In his directive, Trump cited the power of the FDA—vested by Congress in 1962—to regulate drug advertisements, ensuring they provide balanced information on benefits and risks of products.
In a separate announcement parallel to the presidential memorandum, the FDA revealed that it was cracking down on deceptive drug advertising and was sending “thousands” of letters warning companies to remove their “misleading” ads. The FDA also said that it issued roughly 100 “cease-and-desist” letters to companies that run deceptive ads.
“For far too long, these ads have distorted the doctor/patient relationship and have created artificial demand for medications regardless of their clinical appropriateness,” FDA Commissioner Marty Makary, M.D., said in a social media post on Tuesday night.
Online pharmacies, which "have been increasingly promoting drugs with no mention of side effects at all,” were among the companies that received the letters, Makary said.
The FDA added that it was working to close the “adequate provision” policy from 1997, which triggered the flood of TV ads.
“Pharmaceutical ads hooked this country on prescription drugs,” Kennedy said in the release. “We will shut down that pipeline of deception and require drug companies to disclose all critical safety facts in their advertising. Only radical transparency will break the cycle of overmedicalization that drives America’s chronic disease epidemic.”
(Excerpt) Read more at fiercepharma.com ...
The network news programs get 90% of their revenue from Big Pharma advertising.
That’s why they don’t tell the truth about Big Pharma.
This will go nowhere.
We already have court decisions that ruled
lawyers have “free speech” to advertise.
Limit? I remember when it was illegal!
With TV Drug Ads, What You See Is Not Necessarily What You Get
What I would like to see is a revision of what they can say and show. Instead of them walking along a beach or through an outdoor market or dancing or whatever while in the background they talk about the number of ways it will maim or kill you, I’d like to have those ways in the foreground, showing the person throwing up, their hair falling out in clumps, the open boils on their skin, them losing their hearing etc while a little window is in the corner showing them dancing or whatever.
They try to keep you fixated on how great your life will be on the drug while hoping you aren’t listening to the dozens of ways it will put you in the hospital or kill you. And how many say after the list of possible side effects are done, ... and more!
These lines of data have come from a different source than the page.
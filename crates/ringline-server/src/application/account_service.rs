//! Account Application Service (Use Case)

use std::sync::Arc;
use uuid::Uuid;

use ringline::{Account, AccountRepository, DomainError};

/// Application service for account operations
pub struct AccountService {
    repo: Arc<dyn AccountRepository>,
}

impl AccountService {
    pub fn new(repo: Arc<dyn AccountRepository>) -> Self {
        Self { repo }
    }

    /// Open an account with an initial credit balance (default 1000)
    pub async fn create(&self, name: String, credits: Option<i32>) -> Result<Account, DomainError> {
        let name = name.trim().to_string();
        if name.is_empty() {
            return Err(DomainError::Validation("account name is required".to_string()));
        }
        if credits.is_some_and(|c| c < 0) {
            return Err(DomainError::Validation(
                "initial credits cannot be negative".to_string(),
            ));
        }

        let account = self.repo.insert(&Account::new(name, credits)).await?;
        tracing::info!("Created account: {} ({})", account.name, account.id);
        Ok(account)
    }

    pub async fn get_by_id(&self, id: Uuid) -> Result<Account, DomainError> {
        self.repo
            .find_by_id(id)
            .await?
            .ok_or_else(|| DomainError::not_found("Account", id))
    }
}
Like you won a prize!
As a retired clinical pharmacist I support this 100% if it is legal. Does it cross the Free Speech clause? I do not know.
I do know that the vast majority of the public have no idea about which is the best drug for their illness and if cheaper alternatives will work for them. Should you believe Pfizer, MSD, Glaxo Smith Klein French now GSK etc. or your doctor? Big Pharma spent 14 billion on direct advertisement to the public in 2023. I suggest you believe your doctor.
Oddly when I was a new pharmacist I believed the major drug companies studies and publications. Would Pfizer lie to me? Yes they would! Oddly they lie via withholding data that is adverse in their research trials. That is a scientific lie and violates established protocols of honest research. They also manipulate the protocols of the study to lessen the reporting of adverse reactions Thus they get drugs approved by the FDA, which is corrupt, that should never have been approved.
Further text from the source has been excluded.